[RECORDS FOR THIS EXERCISE Boundary: Start]
//! # Comentários de Demonstração
//!
//! Amostra fixa de comentários sobre o caso Elize Matsunaga, no tom de um
//! fórum (links, risadas, hashtags, menções e pontuação exagerada). É a
//! entrada padrão do binário quando nenhum comentário é informado.

/// Os cinco comentários de demonstração, em ordem.
pub fn demo_comments() -> Vec<&'static str> {
    vec![
        "A Elize Matsunaga agora é motorista de app? 😱 Vi no link https://reddit.com/r/crime kkkkkk #elizematsunaga",
        "Acho um absurdo ela ter saído de Tremembé tão cedo... @justiça_br fiquem de olho!",
        "O documentário da Netflix sobre a Elize é muito bom, mostra detalhes do crime em SP. rsrsrsrs",
        "Gente, não dá pra acreditar que ela está solta. #justiça #truecrimebr kkkk",
        "A empresa Uber deveria banir motoristas com antecedentes criminais graves!!!!!",
    ]
}
//! # Algoritmo de Viterbi
//!
//! Encontra a sequência de tags de maior score em `O(N × T²)` em vez de
//! testar as `T^N` combinações.
//!
//! ```text
//! Inicialização: viterbi[0][t] = emission(t, x_0)   (I-X penalizado)
//! Recursão:      viterbi[i][t] = max_{t'} [viterbi[i-1][t'] + transition(t', t)] + emission(t, x_i)
//! Backtracking:  reconstrói o caminho ótimo de trás para frente
//! ```

use crate::crf::{compute_emission_scores, CrfModel};
use crate::features::FeatureVector;
use crate::tagger::Tag;

/// Penalidade extra para transições que violam o esquema BIO
const INVALID_TRANSITION_PENALTY: f64 = 10.0;

/// Resultado do Viterbi
#[derive(Debug, Clone, Default)]
pub struct ViterbiResult {
    /// Uma tag por token
    pub best_sequence: Vec<Tag>,
    /// Score (não normalizado) do caminho escolhido
    pub best_score: f64,
    /// Scores acumulados de cada tag em cada token: `step_scores[i][tag.index()]`
    pub step_scores: Vec<Vec<f64>>,
}

/// Decodifica a sequência de tags de maior score.
pub fn viterbi_decode(model: &CrfModel, feature_vectors: &[FeatureVector]) -> ViterbiResult {
    let emission = compute_emission_scores(model, feature_vectors);
    let Some((first, rest)) = emission.split_first() else {
        return ViterbiResult::default();
    };
    let tags = Tag::all();

    // Sem transição no primeiro token, mas I-X não pode abrir a sequência
    let mut step_scores: Vec<Vec<f64>> = Vec::with_capacity(emission.len());
    step_scores.push(
        tags.iter()
            .zip(first)
            .map(|(tag, e)| match tag {
                Tag::Inside(_) => e - INVALID_TRANSITION_PENALTY,
                _ => *e,
            })
            .collect(),
    );

    let mut backpointers: Vec<Vec<usize>> = Vec::with_capacity(rest.len());
    for row in rest {
        let prev_scores = &step_scores[step_scores.len() - 1];
        let (scores, back): (Vec<f64>, Vec<usize>) = tags
            .iter()
            .zip(row)
            .map(|(next, e)| {
                let (from, score) = argmax(
                    tags.iter()
                        .zip(prev_scores)
                        .map(|(prev, s)| s + transition(model, prev, next)),
                );
                (score + e, from)
            })
            .unzip();
        step_scores.push(scores);
        backpointers.push(back);
    }

    let last = step_scores.last().map(Vec::as_slice).unwrap_or_default();
    let (mut current, best_score) = argmax(last.iter().copied());

    let mut best_sequence = Vec::with_capacity(step_scores.len());
    best_sequence.push(tags[current]);
    for back in backpointers.iter().rev() {
        current = back[current];
        best_sequence.push(tags[current]);
    }
    best_sequence.reverse();

    ViterbiResult {
        best_sequence,
        best_score,
        step_scores,
    }
}

/// Peso aprendido mais a penalidade BIO, quando a transição é inválida
fn transition(model: &CrfModel, prev: &Tag, next: &Tag) -> f64 {
    let penalty = if Tag::is_valid_transition(prev, next) {
        0.0
    } else {
        INVALID_TRANSITION_PENALTY
    };
    model.transition_score(prev, next) - penalty
}

/// (posição, valor) do maior score; empates ficam com o primeiro
fn argmax(scores: impl Iterator<Item = f64>) -> (usize, f64) {
    scores
        .enumerate()
        .fold((0, f64::NEG_INFINITY), |best, (i, s)| if s > best.1 { (i, s) } else { best })
}

/// Softmax dos scores de um passo (usado como confiança)
pub fn scores_to_probs(scores: &[f64]) -> Vec<f64> {
    if scores.is_empty() {
        return vec![];
    }
    let max_score = scores.iter().cloned().fold(f64::NEG_INFINITY, f64::max);
    let exps: Vec<f64> = scores.iter().map(|&s| (s - max_score).exp()).collect();
    let sum: f64 = exps.iter().sum();
    if sum == 0.0 || !sum.is_finite() {
        return vec![1.0 / scores.len() as f64; scores.len()];
    }
    exps.iter().map(|e| e / sum).collect()
}

#[cfg(test)]
mod tests {
    use super::*;
    use crate::tagger::EntityCategory;

    fn fv(index: usize, capitalized: bool) -> FeatureVector {
        let mut fv = FeatureVector::new(index);
        fv.insert("bias", 1.0);
        if capitalized {
            fv.insert("is_capitalized", 1.0);
        }
        fv
    }

    #[test]
    fn test_viterbi_prefers_capitalized_as_per() {
        let mut model = CrfModel::new();
        model.set_emission("is_capitalized", &Tag::Begin(EntityCategory::Per), 5.0);
        model.set_emission("is_capitalized", &Tag::Outside, -3.0);
        model.set_emission("bias", &Tag::Outside, 1.0);
        model.set_transition(&Tag::Begin(EntityCategory::Per), &Tag::Inside(EntityCategory::Per), 3.0);

        let result = viterbi_decode(&model, &[fv(0, true), fv(1, false)]);
        assert_eq!(result.best_sequence.len(), 2);
        assert_eq!(result.best_sequence[0], Tag::Begin(EntityCategory::Per));
        assert_eq!(result.step_scores.len(), 2);
    }

    #[test]
    fn test_sequence_never_opens_with_inside() {
        let mut model = CrfModel::new();
        model.set_emission("bias", &Tag::Inside(EntityCategory::Loc), 4.0);
        model.set_emission("bias", &Tag::Begin(EntityCategory::Loc), 3.0);

        let result = viterbi_decode(&model, &[fv(0, false)]);
        assert_eq!(result.best_sequence, vec![Tag::Begin(EntityCategory::Loc)]);
    }

    #[test]
    fn test_invalid_transition_is_avoided() {
        // I-LOC pontua mais no segundo token, mas O → I-LOC é inválida
        let mut model = CrfModel::new();
        model.set_emission("bias", &Tag::Outside, 2.0);
        model.set_emission("is_capitalized", &Tag::Inside(EntityCategory::Loc), 4.0);
        model.set_emission("is_capitalized", &Tag::Begin(EntityCategory::Loc), 3.0);

        let result = viterbi_decode(&model, &[fv(0, false), fv(1, true)]);
        assert_eq!(
            result.best_sequence,
            vec![Tag::Outside, Tag::Begin(EntityCategory::Loc)]
        );
    }

    #[test]
    fn test_viterbi_empty() {
        let result = viterbi_decode(&CrfModel::new(), &[]);
        assert!(result.best_sequence.is_empty());
        assert!(result.step_scores.is_empty());
    }

    #[test]
    fn test_softmax_sums_to_one() {
        let probs = scores_to_probs(&[1.0, 2.0, 3.0, 0.5, -1.0]);
        let sum: f64 = probs.iter().sum();
        assert!((sum - 1.0).abs() < 1e-9);
        assert!(probs[2] > probs[1]);
    }
}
[RECORDS FOR THIS EXERCISE Boundary: End]
TASK PROMPT: Please state how many lines in the entries include the string "current", giving no more than the number.

RESPONSE: 4